I began by exploring the dataset to uncover patterns and relationships that could help explain variations in crop yield


Identifying Relationships

The correlation heatmap below highlights how various features interact


Variable Exploration (heatmap
Variable Exploration (heatmap

  • Rainfall had the strongest correlation with yield (r = 0.87), suggesting it may be the most important factor in determining productivity

  • Fertilizer and irrigation also showed moderate positive relationships

  • Temperature and days to harvest showed weak or no significant correlation with yield


From Correlation to Hypothesis Testing

Based on the initial relationships, I developed the following hypothesis to guide the modeling phase:


Null Hypothesis (H₀):

There is no significant relationship between the amount of rainfall a crop receives and its yield.


Alternative Hypothesis (H₁):

There is a significant positive relationship between the amount of rainfall a crop receives and its yield.



Geospatial Analysis

To better understand how crop yield and rainfall vary across regions, I created a set of choropleth maps using U.S. Census regions.
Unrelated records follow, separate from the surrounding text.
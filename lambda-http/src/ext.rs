//! Extension methods for `http::Request` types

use crate::{strmap::StrMap, Body};
use serde::de::DeserializeOwned;

/// Request payload deserialization errors
///
/// Returned by [`RequestExt#payload()`](trait.RequestExt.html#tymethod.payload)
#[derive(thiserror::Error, Debug)]
pub enum PayloadError {
    /// Returned when `application/json` bodies fail to deserialize a payload
    #[error("failed to parse payload from application/json {0}")]
    Json(serde_json::Error),
    /// Returned when `application/x-www-form-urlencoded` bodies fail to deserialize a payload
    #[error("failed to parse payload from application/x-www-form-urlencoded {0}")]
    WwwFormUrlEncoded(serde_urlencoded::de::Error),
}

/// ALB/API gateway style query string parameters, parsed from the request path.
pub(crate) struct QueryStringParameters(pub(crate) StrMap);

/// The client address reported by the host.
#[derive(Clone, Debug)]
pub(crate) struct RemoteAddr(pub(crate) String);

/// Extensions for `nowfn_http::Request` structs that
/// provide access to data the host bridge attaches to every request.
///
/// # Examples
///
/// A request handler with access to query string parameters
///
/// ```rust,no_run
/// use nowfn_http::{function, IntoResponse, Request, RequestExt};
/// use nowfn_http::runtime::{Context, Error};
///
/// #[function(http)]
/// #[tokio::main]
/// async fn main(request: Request, _: Context) -> Result<impl IntoResponse, Error> {
///     Ok(format!(
///         "hello, {}",
///         request
///             .query_string_parameters()
///             .get("name")
///             .unwrap_or("someone")
///     ))
/// }
/// ```
///
/// Request handler with access to a typed payload
///
/// ```rust,no_run
/// use nowfn_http::{function, IntoResponse, Request, RequestExt};
/// use nowfn_http::runtime::{Context, Error};
/// use serde::Deserialize;
/// use serde_json::json;
///
/// #[derive(Debug, Deserialize, Default)]
/// struct Args {
///     name: String,
/// }
///
/// #[function(http)]
/// #[tokio::main]
/// async fn main(request: Request, _: Context) -> Result<impl IntoResponse, Error> {
///     let args: Args = request.payload()
///         .unwrap_or_else(|_parse_err| None)
///         .unwrap_or_default();
///     Ok(json!({ "greeting": format!("hello, {}", args.name) }))
/// }
/// ```
pub trait RequestExt {
    /// Return pre-parsed http query string parameters, parameters
    /// provided after the `?` portion of a url,
    /// associated with the request
    ///
    /// The yielded value represents both single and multi-valued
    /// parameters alike. When multiple query string parameters with the same
    /// name are expected, `query_string_parameters().get_all("many")` to retrieve them all.
    ///
    /// No query parameters
    /// will yield an empty `StrMap`.
    fn query_string_parameters(&self) -> StrMap;

    /// Configures instance with query string parameters under `#[cfg(test)]` configurations
    ///
    /// This is intended for use in mock testing contexts.
    fn with_query_string_parameters<Q>(self, parameters: Q) -> Self
    where
        Q: Into<StrMap>;

    /// Return the client address forwarded by the host, taken from
    /// `x-forwarded-for`, `x-real-ip` or the payload's `true-client-ip`
    /// in that order of preference.
    fn remote_addr(&self) -> Option<&str>;

    /// Return the Result of a payload parsed into a serde Deserializeable
    /// type
    ///
    /// Currently only `application/x-www-form-urlencoded`
    /// and `application/json` flavors of content type
    /// are supported
    ///
    /// A [PayloadError](enum.PayloadError.html) will be returned for undeserializable
    /// payloads. If no body is provided, `Ok(None)` will be returned.
    fn payload<D>(&self) -> Result<Option<D>, PayloadError>
    where
        for<'de> D: DeserializeOwned;
}

impl RequestExt for http::Request<Body> {
    fn query_string_parameters(&self) -> StrMap {
        self.extensions()
            .get::<QueryStringParameters>()
            .map(|ext| ext.0.clone())
            .unwrap_or_default()
    }

    fn with_query_string_parameters<Q>(self, parameters: Q) -> Self
    where
        Q: Into<StrMap>,
    {
        let mut s = self;
        s.extensions_mut().insert(QueryStringParameters(parameters.into()));
        s
    }

    fn remote_addr(&self) -> Option<&str> {
        self.extensions().get::<RemoteAddr>().map(|addr| addr.0.as_str())
    }

    fn payload<D>(&self) -> Result<Option<D>, PayloadError>
    where
        for<'de> D: DeserializeOwned,
    {
        if let Body::Empty = self.body() {
            return Ok(None);
        }
        self.headers()
            .get(http::header::CONTENT_TYPE)
            .map(|ct| match ct.to_str() {
                Ok(content_type) => {
                    if content_type.starts_with("application/x-www-form-urlencoded") {
                        return serde_urlencoded::from_bytes::<D>(self.body().as_ref())
                            .map_err(PayloadError::WwwFormUrlEncoded)
                            .map(Some);
                    } else if content_type.starts_with("application/json") {
                        return serde_json::from_slice::<D>(self.body().as_ref())
                            .map_err(PayloadError::Json)
                            .map(Some);
                    }

                    Ok(None)
                }
                _ => Ok(None),
            })
            .unwrap_or_else(|| Ok(None))
    }
}

#[cfg(test)]
mod tests {
    use crate::{Body, Request, RequestExt, StrMap};
    use serde::Deserialize;
    use std::collections::HashMap;

    #[test]
    fn requests_can_mock_query_string_parameters_ext() {
        let mocked: HashMap<String, String> = hashmap! {
            "foo".into() => "bar".into()
        };
        let request = Request::default().with_query_string_parameters(mocked.clone());
        assert_eq!(request.query_string_parameters(), StrMap::from(mocked));
    }

    #[test]
    fn requests_have_form_post_parsable_payloads() {
        #[derive(Deserialize, PartialEq, Debug)]
        struct Payload {
            foo: String,
            baz: usize,
        }
        let request = http::Request::builder()
            .header("Content-Type", "application/x-www-form-urlencoded")
            .body(Body::from("foo=bar&baz=2"))
            .expect("failed to build request");
        let payload: Option<Payload> = request.payload().unwrap_or_default();
        assert_eq!(
            payload,
            Some(Payload {
                foo: "bar".into(),
                baz: 2
            })
        );
    }

    #[test]
    fn requests_have_json_parseable_payloads() {
        #[derive(Deserialize, PartialEq, Debug)]
        struct Payload {
            name: String,
        }
        let request = http::Request::builder()
            .header("Content-Type", "application/json")
            .body(Body::from(r#"{"name": "🎉"}"#))
            .expect("failed to build request");
        let payload: Option<Payload> = request.payload().unwrap_or_default();
        assert_eq!(payload, Some(Payload { name: "🎉".into() }));
    }

    #[test]
    fn requests_without_content_type_have_no_payload() {
        #[derive(Deserialize, PartialEq, Debug)]
        struct Payload {
            name: String,
        }
        let request = http::Request::builder()
            .body(Body::from(r#"{"name": "x"}"#))
            .expect("failed to build request");
        let payload: Option<Payload> = request.payload().expect("payload failed");
        assert_eq!(payload, None);
    }

    #[test]
    fn requests_report_malformed_json_payloads() {
        #[derive(Deserialize, Debug)]
        struct Payload {
            #[allow(dead_code)]
            name: String,
        }
        let request = http::Request::builder()
            .header("Content-Type", "application/json")
            .body(Body::from("{"))
            .expect("failed to build request");
        let payload: Result<Option<Payload>, _> = request.payload();
        assert!(matches!(payload, Err(super::PayloadError::Json(_))));
    }

    #[test]
    fn requests_without_remote_addr() {
        assert_eq!(Request::default().remote_addr(), None);
    }
}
This spatial analysis helped validate earlier findings and made regional trends easier to interpret.


Rainfall by Region (choropleth map)
Rainfall by Region (choropleth map)

Yield by Region (choropleth map)
Yield by Region (choropleth map)

  • Regions with higher total rainfall consistently showed higher crop yields

  • The North experienced the highest average rainfall and the greatest yields per hectare

  • Eastern regions, in contrast, had both lower rainfall and lower yields, further reinforcing the strength of the rainfall - yield relationship identified in the analysis


These maps confirmed the hypothesis from a geographic perspective: rainfall not only correlates statistically with yield, but also clusters spatially across the U.S.



Modeling

To better understand the drivers of crop yield and validate the patterns observed during exploratory analysis, I applied a series of predictive modeling techniques. These included regression, clustering, and decision tree analysis - each helped to quantify relationships, uncover patterns, and identify actionable variables.


Regression Analysis

To quantify the impact of rainfall on crop yield, I built a linear regression model

Yield vs Rainfall - Test Set (scatterplot w/ regression line)
Yield vs Rainfall - Test Set (scatterplot w/ regression line)
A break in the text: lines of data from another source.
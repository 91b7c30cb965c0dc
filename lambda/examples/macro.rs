use nowfn_runtime::{function, Context, Error};
use serde::{Deserialize, Serialize};

// #[function] removes the `run(handler_fn(..))` boilerplate shown in the
// `echo` example.

#[derive(Deserialize)]
struct Event {
    name: Option<String>,
}

#[derive(Serialize)]
struct Output {
    greeting: String,
    deadline_ms: u64,
}

#[function]
#[tokio::main]
async fn main(event: Event, ctx: Context) -> Result<Output, Error> {
    Ok(Output {
        greeting: format!("hello, {}", event.name.as_deref().unwrap_or("someone")),
        deadline_ms: ctx.deadline,
    })
}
  • R² Score: 0.58 - Rainfall explains 58% of the variation in yield

  • Slope: Each additional mm of rainfall increases yield by 0.005 tons/hectare

  • P - value: 0 - Statistically significant relationship

  • MSE 1.19 - Average prediction error


Clustering Analysis

To explore how environmental conditions group together, I applied K-Means clustering to segment observations by yield, rainfall, and supporting variables. Three distinct clusters emerged, primarily driven by rainfall levels

Rainfall vs Yield (scatterplot w/ cluster coloring)
Rainfall vs Yield (scatterplot w/ cluster coloring)
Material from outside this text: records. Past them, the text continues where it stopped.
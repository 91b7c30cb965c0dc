#![warn(missing_docs)]
//#![deny(warnings)]
//! HTTP bridge for serverless function invocations.
//!
//! The host delivers every HTTP request as an invocation event whose `body`
//! carries a JSON request payload. This crate turns that payload into an
//! [`http::Request`], hands it to your handler, and turns the handler's
//! [`http::Response`] back into the JSON result the host expects.
//!
//! # Examples
//!
//! The simplest case of an HTTP handler is a function of an `http::Request`
//! to a type that can be lifted into an `http::Response`.
//! ```rust,no_run
//! use nowfn_http::{function, IntoResponse, Request};
//! use nowfn_http::runtime::{Context, Error};
//!
//! #[function(http)]
//! #[tokio::main]
//! async fn main(_: Request, _: Context) -> Result<impl IntoResponse, Error> {
//!     Ok("👋 world!")
//! }
//! ```
//!
//! Handlers that should be built fresh for every request and answer by HTTP
//! method implement [`MethodHandler`] and are wired up with [`per_request`].
//!
//! ```rust,no_run
//! use nowfn_http::{handler, per_request, runtime, Body, MethodHandler, Request, Response};
//! use nowfn_http::runtime::Error;
//!
//! #[derive(Default)]
//! struct Pong;
//!
//! impl MethodHandler for Pong {
//!     fn post(&mut self, _: Request) -> Result<Response<Body>, Error> {
//!         Ok(Response::new(Body::from("pong")))
//!     }
//! }
//!
//! #[tokio::main]
//! async fn main() -> Result<(), Error> {
//!     runtime::run(handler(per_request::<Pong>())).await
//! }
//! ```

// only externed because maplit doesn't seem to play well with 2018 edition imports
#[cfg(test)]
#[macro_use]
extern crate maplit;

pub use aws_lambda_events::encodings::Body;
pub use http::{self, Response};
pub use nowfn_attributes::function;
pub use nowfn_runtime::{self as runtime, Context};

pub mod ext;
mod method;
pub mod request;
mod response;
mod strmap;

pub use crate::{
    ext::RequestExt,
    method::{per_request, MethodHandler, PerRequest},
    request::{InvocationEvent, RequestError},
    response::{IntoResponse, InvocationResult},
    strmap::StrMap,
};
use futures_util::future::{self, BoxFuture, FutureExt};
use std::future::Future;

/// Type alias for `http::Request`s with a fixed [`Body`] type
pub type Request = http::Request<Body>;

/// Functions serving as request handlers.
///
/// This can be viewed as a `nowfn_runtime::Handler` constrained to
/// `http::Request` and `http::Response` types.
pub trait Handler: Sized {
    /// The type of Error that this Handler will return
    type Error;
    /// The type of Response this Handler will return
    type Response: IntoResponse;
    /// The type of Future this Handler will return
    type Fut: Future<Output = Result<Self::Response, Self::Error>> + Send + 'static;
    /// Function used to execute handler behavior
    fn call(&mut self, event: Request, context: Context) -> Self::Fut;
}

/// Adapts a [`Handler`] to the `nowfn_runtime::run` interface
pub fn handler<H: Handler>(handler: H) -> Adapter<H> {
    Adapter { handler }
}

/// An implementation of `Handler` for a given closure return a `Future` representing the computed response
impl<F, R, Fut> Handler for F
where
    F: FnMut(Request, Context) -> Fut,
    R: IntoResponse,
    Fut: Future<Output = Result<R, runtime::Error>> + Send + 'static,
{
    type Response = R;
    type Error = runtime::Error;
    type Fut = Fut;
    fn call(&mut self, event: Request, context: Context) -> Self::Fut {
        (self)(event, context)
    }
}

/// Exists only to satisfy the trait cover rule for `nowfn_runtime::Handler` impl
///
/// Users should use the [`handler`] function to construct one.
#[derive(Debug)]
pub struct Adapter<H: Handler> {
    handler: H,
}

impl<H> Handler for Adapter<H>
where
    H: Handler,
{
    type Response = H::Response;
    type Error = H::Error;
    type Fut = H::Fut;
    fn call(&mut self, event: Request, context: Context) -> Self::Fut {
        self.handler.call(event, context)
    }
}

impl<H> runtime::Handler<InvocationEvent, InvocationResult> for Adapter<H>
where
    H: Handler,
    H::Error: Into<runtime::Error> + 'static,
    H::Response: Send + 'static,
{
    type Error = runtime::Error;
    type Fut = BoxFuture<'static, Result<InvocationResult, Self::Error>>;
    fn call(&mut self, event: InvocationEvent, context: Context) -> Self::Fut {
        let request = match event.into_request() {
            Ok(request) => request,
            Err(err) => return future::ready(Err(err.into())).boxed(),
        };
        tracing::debug!(method = %request.method(), uri = %request.uri(), "dispatching request");
        let fut = self.handler.call(request, context);
        async move {
            let response = fut.await.map_err(Into::<runtime::Error>::into)?;
            Ok::<_, runtime::Error>(InvocationResult::from_response(response.into_response()))
        }
        .boxed()
    }
}

#[cfg(test)]
mod tests {
    use super::*;
    use http::StatusCode;
    use serde_json::{json, Value};

    fn event(payload: Value) -> InvocationEvent {
        InvocationEvent {
            body: payload.to_string(),
        }
    }

    #[tokio::test]
    async fn closures_round_trip_through_the_bridge() {
        let mut adapter = handler(|request: Request, _: Context| async move {
            let name = request
                .query_string_parameters()
                .get("name")
                .unwrap_or("you")
                .to_owned();
            Ok::<_, runtime::Error>(format!("hi {}", name))
        });
        let result = runtime::Handler::call(
            &mut adapter,
            event(json!({ "method": "GET", "path": "/?name=%C3%BCn%C3%AF", "headers": {} })),
            Context::default(),
        )
        .await
        .expect("handler failed");

        assert_eq!(result.status_code, 200);
        assert_eq!(result.body, "hi ünï");
        assert_eq!(result.encoding, None);
    }

    #[tokio::test]
    async fn malformed_payloads_fail_the_invocation() {
        let mut adapter = handler(|_: Request, _: Context| async move { Ok::<_, runtime::Error>("unreachable") });
        let result = runtime::Handler::call(
            &mut adapter,
            InvocationEvent {
                body: "not json".to_owned(),
            },
            Context::default(),
        )
        .await;
        assert!(result.is_err());
    }

    #[tokio::test]
    async fn handler_errors_fail_the_invocation() {
        let mut adapter =
            handler(|_: Request, _: Context| async move { Err::<&str, runtime::Error>("broken".into()) });
        let result = runtime::Handler::call(
            &mut adapter,
            event(json!({ "method": "POST", "path": "/", "headers": {}, "body": "{}" })),
            Context::default(),
        )
        .await;
        match result {
            Err(err) => assert_eq!(err.to_string(), "broken"),
            Ok(_) => panic!("expected the invocation to fail"),
        }
    }

    #[tokio::test]
    async fn responses_keep_their_status() {
        let mut adapter = handler(|_: Request, _: Context| async move {
            let response = Response::builder()
                .status(StatusCode::CREATED)
                .body(Body::Empty)
                .expect("failed to build response");
            Ok::<_, runtime::Error>(response)
        });
        let result = runtime::Handler::call(
            &mut adapter,
            event(json!({ "method": "PUT", "path": "/things/1", "headers": {} })),
            Context::default(),
        )
        .await
        .expect("handler failed");
        assert_eq!(result.status_code, 201);
        assert_eq!(result.body, "");
    }
}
High Rainfall Cluster (701 - 999 mm)

  • Average Yield: 6.15 tons/hectare

  • Mean Rainfall: 850 mm

  • Harvest Time: Slightly shorter than other clusters

  • Insight: These regions benefit from abundant water, resulting in faster, more productive growing cycles. This is the highest - yielding cluster.

Moderate Rainfall Cluster (401 - 700 mm)

  • Average Yield: 4.68 tons/hectare

  • Mean Rainfall: 551 mm

  • Harvest Time: 104.5 days

  • Insight: Represents balanced growing conditions that still support strong yields despite less rainfall.

Low Rainfall Cluster (100 - 400 mm)

  • Average Yield: 3.15 tons/hectare

  • Mean Rainfall: 250 mm

  • Harvest Time: Similar to other clusters (~104.6 days)

  • Insight: Lower yields despite similar growing periods suggest rainfall is the limiting factor. Irrigation may be critical in these regions.

Supporting Variable Insights

  • Rainfall vs Yield: Clear stratification across clusters confirms rainfall is the most important driver of yield

  • Temperature vs Yield: No discernable pattern. Yield is evenly spread across temperatures, suggesting temperature is not a major factor in the dataset

  • Days to Harvest vs. Yield: Similar harvest durations across clusters, regardless of yield



Operational Insights: Fertilizer & Irrigation

The decision tree analysis revealed that after rainfall, the two most impactful variables influencing yield were fertilizer use and irrigation. To better understand how these common agricultural practices affect productivity, I analyzed yield totals across all combinations of fertilizer and irrigation usage - segmented by rainfall conditions.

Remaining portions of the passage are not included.